=== Study material ===
□ □ □ □ □ □ □
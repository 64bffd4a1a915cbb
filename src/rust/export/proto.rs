//! The subset of the ONNX protobuf schema the exporter and quantizer use.
//!
//! Field numbers follow `onnx.proto` (proto2), so scalar fields are optional
//! and repeated scalars are written unpacked.

use prost::Message;

use crate::error::Result;

pub const IR_VERSION: i64 = 8;
pub const OPSET_VERSION: i64 = 17;

/// `TensorProto.DataType` values.
pub mod data_type {
    pub const FLOAT: i32 = 1;
    pub const UINT8: i32 = 2;
    pub const INT8: i32 = 3;
    pub const INT32: i32 = 6;
    pub const INT64: i32 = 7;
}

/// `AttributeProto.AttributeType` values.
pub mod attribute_type {
    pub const FLOAT: i32 = 1;
    pub const INT: i32 = 2;
    pub const TENSOR: i32 = 4;
    pub const INTS: i32 = 7;
}

#[derive(Clone, PartialEq, Message)]
pub struct ModelProto {
    #[prost(int64, optional, tag = "1")]
    pub ir_version: Option<i64>,
    #[prost(string, optional, tag = "2")]
    pub producer_name: Option<String>,
    #[prost(string, optional, tag = "3")]
    pub producer_version: Option<String>,
    #[prost(string, optional, tag = "4")]
    pub domain: Option<String>,
    #[prost(int64, optional, tag = "5")]
    pub model_version: Option<i64>,
    #[prost(string, optional, tag = "6")]
    pub doc_string: Option<String>,
    #[prost(message, optional, tag = "7")]
    pub graph: Option<GraphProto>,
    #[prost(message, repeated, tag = "8")]
    pub opset_import: Vec<OperatorSetIdProto>,
}

#[derive(Clone, PartialEq, Message)]
pub struct OperatorSetIdProto {
    #[prost(string, optional, tag = "1")]
    pub domain: Option<String>,
    #[prost(int64, optional, tag = "2")]
    pub version: Option<i64>,
}

#[derive(Clone, PartialEq, Message)]
pub struct GraphProto {
    #[prost(message, repeated, tag = "1")]
    pub node: Vec<NodeProto>,
    #[prost(string, optional, tag = "2")]
    pub name: Option<String>,
    #[prost(message, repeated, tag = "5")]
    pub initializer: Vec<TensorProto>,
    #[prost(string, optional, tag = "10")]
    pub doc_string: Option<String>,
    #[prost(message, repeated, tag = "11")]
    pub input: Vec<ValueInfoProto>,
    #[prost(message, repeated, tag = "12")]
    pub output: Vec<ValueInfoProto>,
    #[prost(message, repeated, tag = "13")]
    pub value_info: Vec<ValueInfoProto>,
}

#[derive(Clone, PartialEq, Message)]
pub struct NodeProto {
    #[prost(string, repeated, tag = "1")]
    pub input: Vec<String>,
    #[prost(string, repeated, tag = "2")]
    pub output: Vec<String>,
    #[prost(string, optional, tag = "3")]
    pub name: Option<String>,
    #[prost(string, optional, tag = "4")]
    pub op_type: Option<String>,
    #[prost(message, repeated, tag = "5")]
    pub attribute: Vec<AttributeProto>,
    #[prost(string, optional, tag = "6")]
    pub doc_string: Option<String>,
    #[prost(string, optional, tag = "7")]
    pub domain: Option<String>,
}

#[derive(Clone, PartialEq, Message)]
pub struct AttributeProto {
    #[prost(string, optional, tag = "1")]
    pub name: Option<String>,
    #[prost(float, optional, tag = "2")]
    pub f: Option<f32>,
    #[prost(int64, optional, tag = "3")]
    pub i: Option<i64>,
    #[prost(bytes = "vec", optional, tag = "4")]
    pub s: Option<Vec<u8>>,
    #[prost(message, optional, tag = "5")]
    pub t: Option<TensorProto>,
    #[prost(float, repeated, packed = "false", tag = "7")]
    pub floats: Vec<f32>,
    #[prost(int64, repeated, packed = "false", tag = "8")]
    pub ints: Vec<i64>,
    #[prost(int32, optional, tag = "20")]
    pub r#type: Option<i32>,
}

#[derive(Clone, PartialEq, Message)]
pub struct TensorProto {
    #[prost(int64, repeated, packed = "false", tag = "1")]
    pub dims: Vec<i64>,
    #[prost(int32, optional, tag = "2")]
    pub data_type: Option<i32>,
    #[prost(float, repeated, tag = "4")]
    pub float_data: Vec<f32>,
    #[prost(int32, repeated, tag = "5")]
    pub int32_data: Vec<i32>,
    #[prost(int64, repeated, tag = "7")]
    pub int64_data: Vec<i64>,
    #[prost(string, optional, tag = "8")]
    pub name: Option<String>,
    #[prost(bytes = "vec", optional, tag = "9")]
    pub raw_data: Option<Vec<u8>>,
}

#[derive(Clone, PartialEq, Message)]
pub struct ValueInfoProto {
    #[prost(string, optional, tag = "1")]
    pub name: Option<String>,
    #[prost(message, optional, tag = "2")]
    pub r#type: Option<TypeProto>,
}

#[derive(Clone, PartialEq, Message)]
pub struct TypeProto {
    #[prost(oneof = "type_proto::Value", tags = "1")]
    pub value: Option<type_proto::Value>,
}

pub mod type_proto {
    #[derive(Clone, PartialEq, prost::Oneof)]
    pub enum Value {
        #[prost(message, tag = "1")]
        TensorType(Tensor),
    }

    #[derive(Clone, PartialEq, prost::Message)]
    pub struct Tensor {
        #[prost(int32, optional, tag = "1")]
        pub elem_type: Option<i32>,
        #[prost(message, optional, tag = "2")]
        pub shape: Option<super::TensorShapeProto>,
    }
}

#[derive(Clone, PartialEq, Message)]
pub struct TensorShapeProto {
    #[prost(message, repeated, tag = "1")]
    pub dim: Vec<tensor_shape_proto::Dimension>,
}

pub mod tensor_shape_proto {
    #[derive(Clone, PartialEq, prost::Message)]
    pub struct Dimension {
        #[prost(oneof = "dimension::Value", tags = "1, 2")]
        pub value: Option<dimension::Value>,
    }

    pub mod dimension {
        #[derive(Clone, PartialEq, prost::Oneof)]
        pub enum Value {
            #[prost(int64, tag = "1")]
            DimValue(i64),
            #[prost(string, tag = "2")]
            DimParam(String),
        }
    }
}

impl TensorProto {
    pub fn float32(name: &str, dims: &[i64], values: &[f32]) -> Self {
        let raw = values.iter().flat_map(|v| v.to_le_bytes()).collect();
        Self::raw(name, data_type::FLOAT, dims, raw)
    }

    pub fn int64(name: &str, dims: &[i64], values: &[i64]) -> Self {
        let raw = values.iter().flat_map(|v| v.to_le_bytes()).collect();
        Self::raw(name, data_type::INT64, dims, raw)
    }

    pub fn int8(name: &str, dims: &[i64], values: &[i8]) -> Self {
        let raw = values.iter().map(|v| *v as u8).collect();
        Self::raw(name, data_type::INT8, dims, raw)
    }

    fn raw(name: &str, data_type: i32, dims: &[i64], raw: Vec<u8>) -> Self {
        Self {
            dims: dims.to_vec(),
            data_type: Some(data_type),
            name: Some(name.to_string()),
            raw_data: Some(raw),
            ..Default::default()
        }
    }

    /// Float contents, from `raw_data` or `float_data`.
    pub fn to_f32(&self) -> Option<Vec<f32>> {
        if self.data_type != Some(data_type::FLOAT) {
            return None;
        }
        match &self.raw_data {
            Some(raw) => Some(
                raw.chunks_exact(4)
                    .map(|b| f32::from_le_bytes([b[0], b[1], b[2], b[3]]))
                    .collect(),
            ),
            None => Some(self.float_data.clone()),
        }
    }

    pub fn to_i8(&self) -> Option<Vec<i8>> {
        if self.data_type != Some(data_type::INT8) {
            return None;
        }
        self.raw_data.as_ref().map(|raw| raw.iter().map(|b| *b as i8).collect())
    }
}

impl AttributeProto {
    pub fn int(name: &str, value: i64) -> Self {
        Self {
            name: Some(name.to_string()),
            i: Some(value),
            r#type: Some(attribute_type::INT),
            ..Default::default()
        }
    }

    pub fn float(name: &str, value: f32) -> Self {
        Self {
            name: Some(name.to_string()),
            f: Some(value),
            r#type: Some(attribute_type::FLOAT),
            ..Default::default()
        }
    }

    pub fn ints(name: &str, values: &[i64]) -> Self {
        Self {
            name: Some(name.to_string()),
            ints: values.to_vec(),
            r#type: Some(attribute_type::INTS),
            ..Default::default()
        }
    }

    pub fn tensor(name: &str, value: TensorProto) -> Self {
        Self {
            name: Some(name.to_string()),
            t: Some(value),
            r#type: Some(attribute_type::TENSOR),
            ..Default::default()
        }
    }
}

impl NodeProto {
    pub fn new(op_type: &str, name: &str, inputs: &[&str], outputs: &[&str]) -> Self {
        Self {
            input: inputs.iter().map(|s| s.to_string()).collect(),
            output: outputs.iter().map(|s| s.to_string()).collect(),
            name: Some(name.to_string()),
            op_type: Some(op_type.to_string()),
            ..Default::default()
        }
    }

    pub fn with_attribute(mut self, attribute: AttributeProto) -> Self {
        self.attribute.push(attribute);
        self
    }

}

/// Dimension of a graph input or output: fixed size or a named dynamic axis.
#[derive(Debug, Clone, PartialEq, Eq)]
pub enum Dim {
    Fixed(i64),
    Dynamic(&'static str),
}

impl ValueInfoProto {
    pub fn tensor(name: &str, elem_type: i32, dims: &[Dim]) -> Self {
        use tensor_shape_proto::{dimension, Dimension};
        let dim = dims
            .iter()
            .map(|d| Dimension {
                value: Some(match d {
                    Dim::Fixed(v) => dimension::Value::DimValue(*v),
                    Dim::Dynamic(p) => dimension::Value::DimParam(p.to_string()),
                }),
            })
            .collect();
        Self {
            name: Some(name.to_string()),
            r#type: Some(TypeProto {
                value: Some(type_proto::Value::TensorType(type_proto::Tensor {
                    elem_type: Some(elem_type),
                    shape: Some(TensorShapeProto { dim }),
                })),
            }),
        }
    }

    /// Element type and dims, if this is a tensor value.
    pub fn tensor_shape(&self) -> Option<(i32, Vec<Dim>)> {
        use tensor_shape_proto::dimension;
        let type_proto::Value::TensorType(tensor) = self.r#type.as_ref()?.value.as_ref()?;
        let dims = tensor
            .shape
            .as_ref()?
            .dim
            .iter()
            .map(|d| match &d.value {
                Some(dimension::Value::DimValue(v)) => Dim::Fixed(*v),
                _ => Dim::Dynamic("?"),
            })
            .collect();
        Some((tensor.elem_type.unwrap_or_default(), dims))
    }
}

impl ModelProto {
    pub fn from_graph(graph: GraphProto) -> Self {
        Self {
            ir_version: Some(IR_VERSION),
            producer_name: Some(env!("CARGO_PKG_NAME").to_string()),
            producer_version: Some(env!("CARGO_PKG_VERSION").to_string()),
            graph: Some(graph),
            opset_import: vec![OperatorSetIdProto {
                domain: Some(String::new()),
                version: Some(OPSET_VERSION),
            }],
            ..Default::default()
        }
    }

    pub fn read(path: &std::path::Path) -> Result<Self> {
        let bytes = std::fs::read(path)?;
        Ok(Self::decode(bytes.as_slice())?)
    }

    pub fn write(&self, path: &std::path::Path) -> Result<()> {
        if let Some(parent) = path.parent() {
            std::fs::create_dir_all(parent)?;
        }
        std::fs::write(path, self.encode_to_vec())?;
        Ok(())
    }
}

#[cfg(test)]
mod tests {
    use super::*;

    #[test]
    fn test_raw_tensor_contents() {
        let t = TensorProto::float32("w", &[2], &[1.5, -2.0]);
        assert_eq!(t.to_f32().unwrap(), vec![1.5, -2.0]);
        assert_eq!(t.raw_data.as_ref().unwrap().len(), 8);
        assert!(t.to_i8().is_none());

        let q = TensorProto::int8("q", &[3], &[-127, 0, 127]);
        assert_eq!(q.to_i8().unwrap(), vec![-127, 0, 127]);
    }

    #[test]
    fn test_zero_attribute_is_still_written() {
        let node = NodeProto::new("Gather", "g", &["a", "b"], &["c"]).with_attribute(AttributeProto::int("axis", 0));
        let decoded = NodeProto::decode(node.encode_to_vec().as_slice()).unwrap();
        assert_eq!(decoded.attribute[0].i, Some(0));
        assert_eq!(decoded.op_type(), "Gather");
    }

    #[test]
    fn test_model_file_round_trip() {
        let dir = tempfile::tempdir().unwrap();
        let path = dir.path().join("m.onnx");
        let graph = GraphProto {
            name: Some("g".into()),
            input: vec![ValueInfoProto::tensor(
                "input_ids",
                data_type::INT64,
                &[Dim::Dynamic("batch_size"), Dim::Fixed(8)],
            )],
            ..Default::default()
        };
        ModelProto::from_graph(graph).write(&path).unwrap();

        let model = ModelProto::read(&path).unwrap();
        assert_eq!(model.ir_version, Some(IR_VERSION));
        assert_eq!(model.opset_import[0].version, Some(OPSET_VERSION));
        let input = &model.graph.unwrap().input[0];
        let (elem, dims) = input.tensor_shape().unwrap();
        assert_eq!(elem, data_type::INT64);
        assert_eq!(dims, vec![Dim::Dynamic("?"), Dim::Fixed(8)]);
    }
}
□ □ □ □ □ □ □
Show every line above in which the word "TypeProto" appears.

=== Response box ===
    pub r#type: Option<TypeProto>,
pub struct TypeProto {
            r#type: Some(TypeProto {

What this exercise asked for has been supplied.